Benchmark extension. Identify semantic gaps in the GDPval coverage by comparing to external task taxonomies (O*NET, ESCO) via nearest neighbor search.

Comparison with Conversational Approaches

The analyses above illustrate capabilities that distinguish huggingfaceR from conversational LLM packages. Consider the research question: “Which GDPval tasks are most semantically similar to data analysis, and how do they distribute across sectors?”

The huggingfaceR approach (programmatic, reproducible)

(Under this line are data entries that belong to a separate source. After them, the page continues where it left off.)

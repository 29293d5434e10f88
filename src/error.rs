//! Error types for fallible operations
//!
//! Parsing, tree building, flow replay and validation never fail. Only
//! structural edits and configuration loading return errors.

use crate::types::block::{BlockId, BlockType};
use thiserror::Error;

/// A structural edit that cannot be applied to a forest
#[derive(Debug, Error, Clone, PartialEq)]
pub enum EditError {
    #[error("Block '{id}' not found")]
    BlockNotFound { id: BlockId },

    #[error("Block id '{id}' is already used in this forest")]
    DuplicateId { id: BlockId },

    #[error("Block '{id}' is a {block_type}, not a container")]
    NotAContainer { id: BlockId, block_type: BlockType },

    #[error("Block '{id}' is not a condition container")]
    NotACondition { id: BlockId },

    #[error("Condition '{id}' has no ELSE branch")]
    NoElseBranch { id: BlockId },

    #[error("Else index {index} out of bounds for condition '{id}' with {len} children")]
    ElseIndexOutOfBounds { id: BlockId, index: usize, len: usize },

    #[error("Insert index {index} out of bounds, section holds {len} blocks")]
    IndexOutOfBounds { index: usize, len: usize },

    #[error("Cannot replace {expected} block '{id}' with a {actual} command")]
    KindMismatch {
        id: BlockId,
        expected: BlockType,
        actual: BlockType,
    },

    #[error("'{command}' is a structural marker and cannot be a block")]
    StructuralMarker { command: String },

    #[error("Cannot move block '{id}' inside itself")]
    MoveIntoSelf { id: BlockId },
}

impl EditError {
    pub fn block_not_found(id: &BlockId) -> Self {
        Self::BlockNotFound { id: id.clone() }
    }

    pub fn duplicate_id(id: &BlockId) -> Self {
        Self::DuplicateId { id: id.clone() }
    }

    pub fn not_a_container(id: &BlockId, block_type: BlockType) -> Self {
        Self::NotAContainer {
            id: id.clone(),
            block_type,
        }
    }

    pub fn not_a_condition(id: &BlockId) -> Self {
        Self::NotACondition { id: id.clone() }
    }

    pub fn else_out_of_bounds(id: &BlockId, index: usize, len: usize) -> Self {
        Self::ElseIndexOutOfBounds {
            id: id.clone(),
            index,
            len,
        }
    }

    pub fn index_out_of_bounds(index: usize, len: usize) -> Self {
        Self::IndexOutOfBounds { index, len }
    }

    pub fn structural_marker(command: impl Into<String>) -> Self {
        Self::StructuralMarker {
            command: command.into(),
        }
    }
}

/// Configuration that could not be loaded
#[derive(Debug, Error)]
pub enum ConfigError {
    #[error("Invalid configuration: {0}")]
    Parse(#[from] serde_json::Error),
}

# Embed all 220 task descriptions in batch
all_embeddings <- gdpval |>
  hf_embed_text(prompt)

# Find the 20 nearest neighbors to "data analysis"
data_tasks <- hf_nearest_neighbors(all_embeddings, "data analysis", k = 20)

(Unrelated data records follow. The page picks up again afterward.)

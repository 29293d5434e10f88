//! Block tree representation of a script
//!
//! Containers own their children. A condition container with an `ELSE`
//! section keeps a single children list split at `else_index`.

use serde::{Deserialize, Serialize};
use std::fmt;

use super::command::{Command, CommandKind, CommandType, PredefinedCondition};

/// Block identifier, unique within a script
#[derive(Debug, Clone, PartialEq, Eq, Hash, PartialOrd, Ord, Serialize, Deserialize)]
#[serde(transparent)]
pub struct BlockId(String);

impl BlockId {
    pub fn new(id: impl Into<String>) -> Self {
        Self(id.into())
    }

    /// Id of the block built from the command at `index` of a script.
    pub fn for_command(prefix: &str, index: usize) -> Self {
        Self(format!("{prefix}_block_{index}"))
    }

    pub fn as_str(&self) -> &str {
        &self.0
    }
}

impl From<String> for BlockId {
    fn from(s: String) -> Self {
        Self(s)
    }
}

impl From<&str> for BlockId {
    fn from(s: &str) -> Self {
        Self(s.to_string())
    }
}

impl fmt::Display for BlockId {
    fn fmt(&self, f: &mut fmt::Formatter<'_>) -> fmt::Result {
        f.write_str(&self.0)
    }
}

/// The four container kinds
#[derive(Debug, Clone, Copy, PartialEq, Eq, Hash, PartialOrd, Ord, Serialize, Deserialize)]
pub enum ContainerKind {
    #[serde(rename = "dialog_container")]
    Dialog,
    #[serde(rename = "menu_container")]
    Menu,
    #[serde(rename = "option_container")]
    Option,
    #[serde(rename = "condition_container")]
    Condition,
}

impl ContainerKind {
    pub fn as_str(self) -> &'static str {
        match self {
            Self::Dialog => "dialog_container",
            Self::Menu => "menu_container",
            Self::Option => "option_container",
            Self::Condition => "condition_container",
        }
    }

    /// Command that closes this container in source
    pub fn closer(self) -> CommandKind {
        match self {
            Self::Dialog => CommandKind::DialogEnd,
            Self::Menu => CommandKind::MenuEnd,
            Self::Option => CommandKind::MenuOptionEnd,
            Self::Condition => CommandKind::ConditionEnd,
        }
    }
}

/// Block type: a leaf command type or a container kind
#[derive(Debug, Clone, Copy, PartialEq, Eq, Hash, PartialOrd, Ord, Serialize, Deserialize)]
#[serde(untagged)]
pub enum BlockType {
    Command(CommandType),
    Container(ContainerKind),
}

impl BlockType {
    pub fn as_str(self) -> &'static str {
        match self {
            Self::Command(command_type) => command_type.as_str(),
            Self::Container(kind) => kind.as_str(),
        }
    }

    pub fn is_container(self) -> bool {
        matches!(self, Self::Container(_))
    }
}

impl fmt::Display for BlockType {
    fn fmt(&self, f: &mut fmt::Formatter<'_>) -> fmt::Result {
        f.write_str(self.as_str())
    }
}

/// Kind of a condition container's test
#[derive(Debug, Clone, Copy, PartialEq, Eq, Serialize, Deserialize)]
#[serde(rename_all = "snake_case")]
pub enum IfType {
    /// `IF x` / `IFNOT x` on a semaforo
    Standard,
    /// One of the built-in `IF_*` conditions
    Predefined,
}

/// Metadata of a condition container
#[derive(Debug, Clone, PartialEq, Eq, Serialize, Deserialize)]
pub struct ConditionMeta {
    /// Tested semaforo, or the predefined keyword
    pub condition: String,
    pub is_not: bool,
    /// Start of the ELSE-section; `None` when the condition has no ELSE
    pub else_index: Option<usize>,
    pub if_type: IfType,
    pub predefined: Option<PredefinedCondition>,
}

impl ConditionMeta {
    pub fn has_else(&self) -> bool {
        self.else_index.is_some()
    }
}

/// Metadata of an option container
#[derive(Debug, Clone, PartialEq, Eq, Serialize, Deserialize)]
pub struct OptionMeta {
    pub is_conditional: bool,
    pub is_not: bool,
    pub condition: Option<String>,
}

/// Container-specific block metadata
#[derive(Debug, Clone, PartialEq, Eq, Serialize, Deserialize, Default)]
#[serde(tag = "kind", rename_all = "snake_case")]
pub enum BlockMetadata {
    #[default]
    None,
    Option(OptionMeta),
    Condition(ConditionMeta),
}

impl BlockMetadata {
    fn for_command(kind: &CommandKind) -> Self {
        match kind {
            CommandKind::MenuOption { .. } => Self::Option(OptionMeta {
                is_conditional: false,
                is_not: false,
                condition: None,
            }),
            CommandKind::MenuOptionConditional { condition, .. } => Self::Option(OptionMeta {
                is_conditional: true,
                is_not: false,
                condition: Some(condition.clone()),
            }),
            CommandKind::MenuOptionConditionalNot { condition, .. } => Self::Option(OptionMeta {
                is_conditional: true,
                is_not: true,
                condition: Some(condition.clone()),
            }),
            CommandKind::ConditionStart { condition } => Self::Condition(ConditionMeta {
                condition: condition.clone(),
                is_not: false,
                else_index: None,
                if_type: IfType::Standard,
                predefined: None,
            }),
            CommandKind::ConditionStartNot { condition } => Self::Condition(ConditionMeta {
                condition: condition.clone(),
                is_not: true,
                else_index: None,
                if_type: IfType::Standard,
                predefined: None,
            }),
            CommandKind::ConditionPredefined { predefined } => Self::Condition(ConditionMeta {
                condition: predefined.keyword().to_string(),
                is_not: false,
                else_index: None,
                if_type: IfType::Predefined,
                predefined: Some(predefined.clone()),
            }),
            _ => Self::None,
        }
    }
}

/// Which section of a container a child lives in
#[derive(Debug, Clone, Copy, PartialEq, Eq, Serialize, Deserialize)]
#[serde(rename_all = "snake_case")]
pub enum Branch {
    /// All children of a non-condition container, or the IF-section
    Main,
    /// ELSE-section of a condition container
    Else,
}

/// A node of a script's block tree
#[derive(Debug, Clone, PartialEq, Eq, Serialize, Deserialize)]
pub struct Block {
    pub id: BlockId,
    pub block_type: BlockType,
    /// Originating command, or the opening command of a container
    pub command: Command,
    pub children: Vec<Block>,
    /// Nesting level, root = 0
    pub depth: usize,
    pub metadata: BlockMetadata,
    /// Whether the container's closer was seen (always true for leaves)
    pub closed: bool,
    /// Line of the closer, when parsed from source
    pub end_line: Option<usize>,
}

impl Block {
    /// Build a block for `command`: a container if it opens one, a leaf otherwise.
    ///
    /// Containers start out closed and empty; the tree builder reopens them
    /// until it sees their closer.
    pub fn from_command(id: impl Into<BlockId>, command: Command) -> Self {
        let command_type = command.command_type();
        let block_type = match command_type.opens() {
            Some(kind) => BlockType::Container(kind),
            None => BlockType::Command(command_type),
        };
        Self {
            id: id.into(),
            block_type,
            metadata: BlockMetadata::for_command(&command.kind),
            command,
            children: Vec::new(),
            depth: 0,
            closed: true,
            end_line: None,
        }
    }

    pub fn with_children(mut self, children: Vec<Block>) -> Self {
        self.children = children;
        self
    }

    pub fn is_container(&self) -> bool {
        self.block_type.is_container()
    }

    pub fn container_kind(&self) -> Option<ContainerKind> {
        match self.block_type {
            BlockType::Container(kind) => Some(kind),
            BlockType::Command(_) => None,
        }
    }

    pub fn command_type(&self) -> CommandType {
        self.command.command_type()
    }

    pub fn condition(&self) -> Option<&ConditionMeta> {
        match &self.metadata {
            BlockMetadata::Condition(meta) => Some(meta),
            _ => None,
        }
    }

    pub fn condition_mut(&mut self) -> Option<&mut ConditionMeta> {
        match &mut self.metadata {
            BlockMetadata::Condition(meta) => Some(meta),
            _ => None,
        }
    }

    /// Effective else index, clamped to the children length
    pub fn else_index(&self) -> Option<usize> {
        self.condition()
            .and_then(|meta| meta.else_index)
            .map(|index| index.min(self.children.len()))
    }

    /// Children split into (IF-section, ELSE-section); the second is empty
    /// for everything but a condition with an ELSE.
    pub fn branches(&self) -> (&[Block], &[Block]) {
        match self.else_index() {
            Some(index) => self.children.split_at(index),
            None => (&self.children, &[]),
        }
    }

    /// Children belonging to `branch`
    pub fn branch(&self, branch: Branch) -> &[Block] {
        let (main, other) = self.branches();
        match branch {
            Branch::Main => main,
            Branch::Else => other,
        }
    }
}

/// Pre-order iterator over a block forest
pub struct Preorder<'a> {
    stack: Vec<&'a Block>,
}

impl<'a> Iterator for Preorder<'a> {
    type Item = &'a Block;

    fn next(&mut self) -> Option<Self::Item> {
        let block = self.stack.pop()?;
        self.stack.extend(block.children.iter().rev());
        Some(block)
    }
}

/// Iterate a forest depth-first, parents before children
pub fn preorder(blocks: &[Block]) -> Preorder<'_> {
    Preorder {
        stack: blocks.iter().rev().collect(),
    }
}

/// Find a block anywhere in a forest
pub fn find_block<'a>(blocks: &'a [Block], id: &BlockId) -> Option<&'a Block> {
    preorder(blocks).find(|block| &block.id == id)
}

#[cfg(test)]
mod tests {
    use super::*;

    fn leaf(id: &str, text: &str) -> Block {
        Block::from_command(
            id,
            Command::from_kind(CommandKind::Dialogue {
                text: text.to_string(),
            }),
        )
    }

    fn condition(id: &str) -> Block {
        Block::from_command(
            id,
            Command::from_kind(CommandKind::ConditionStart {
                condition: "flag".to_string(),
            }),
        )
    }

    #[test]
    fn from_command_builds_condition_container() {
        let block = condition("c");
        assert_eq!(block.block_type, BlockType::Container(ContainerKind::Condition));
        let meta = block.condition().unwrap();
        assert_eq!(meta.condition, "flag");
        assert!(!meta.is_not);
        assert!(!meta.has_else());
        assert_eq!(meta.if_type, IfType::Standard);
    }

    #[test]
    fn branches_split_at_else_index() {
        let mut block =
            condition("c").with_children(vec![leaf("a", "a"), leaf("b", "b"), leaf("x", "x")]);
        block.condition_mut().unwrap().else_index = Some(2);

        let (main, other) = block.branches();
        assert_eq!(main.len(), 2);
        assert_eq!(other.len(), 1);
        assert_eq!(other[0].id, BlockId::from("x"));
    }

    #[test]
    fn branches_clamp_out_of_range_else_index() {
        let mut block = condition("c").with_children(vec![leaf("a", "a")]);
        block.condition_mut().unwrap().else_index = Some(5);

        assert_eq!(block.else_index(), Some(1));
        let (main, other) = block.branches();
        assert_eq!(main.len(), 1);
        assert!(other.is_empty());
    }

    #[test]
    fn preorder_visits_parents_first() {
        let forest = vec![
            leaf("a", "a"),
            condition("c").with_children(vec![leaf("b", "b")]),
            leaf("d", "d"),
        ];
        let ids: Vec<&str> = preorder(&forest).map(|block| block.id.as_str()).collect();
        assert_eq!(ids, vec!["a", "c", "b", "d"]);
        assert!(find_block(&forest, &BlockId::from("b")).is_some());
        assert!(find_block(&forest, &BlockId::from("z")).is_none());
    }

    #[test]
    fn block_type_serializes_as_plain_string() {
        let json = serde_json::to_string(&BlockType::Container(ContainerKind::Menu)).unwrap();
        assert_eq!(json, "\"menu_container\"");
        let json = serde_json::to_string(&BlockType::Command(CommandType::Question)).unwrap();
        assert_eq!(json, "\"question\"");
        let back: BlockType = serde_json::from_str("\"option_container\"").unwrap();
        assert_eq!(back, BlockType::Container(ContainerKind::Option));
    }
}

# Analyze their sector distribution
data_tasks |>
  count(sector, sort = TRUE)

# Compute similarity statistics
data_tasks |>
  summarize(
    mean_similarity = mean(similarity),
    sd_similarity = sd(similarity)
  )

The conversational approach

With a chat-based interface, the same analysis would require:

Manually prompting the LLM with each task description to assess similarity (220 API calls with unstructured text responses)
Parsing natural language responses into numeric similarity scores
Handling rate limits, inconsistent outputs, and non-deterministic responses
No guarantee of reproducibility across runs

huggingfaceR’s embedding-based approach is deterministic, operates in batch, and produces structured numeric output suitable for downstream statistical analysis.

Summary

This vignette demonstrated how huggingfaceR enables programmatic analysis of the OpenAI GDPval benchmark:

Function	Research Application
`hf_load_dataset()`	Load GDPval directly from Hugging Face Hub
`hf_embed()`	Convert task prompts to vector representations
`hf_similarity()`	Measure semantic relatedness between tasks
`hf_nearest_neighbors()`	Map research concepts onto the task taxonomy
`hf_cluster_texts()`	Discover latent task groupings
`hf_extract_topics()`	Interpret cluster content
`hf_classify_zero_shot()`	Classify tasks along arbitrary dimensions
`hf_embed_umap()`	Visualize the task embedding space

These operations run as reproducible batch pipelines over structured data, producing tibbles suitable for statistical modeling and visualization. This analytical approach enables corpus-scale, quantitative research on AI’s economic implications.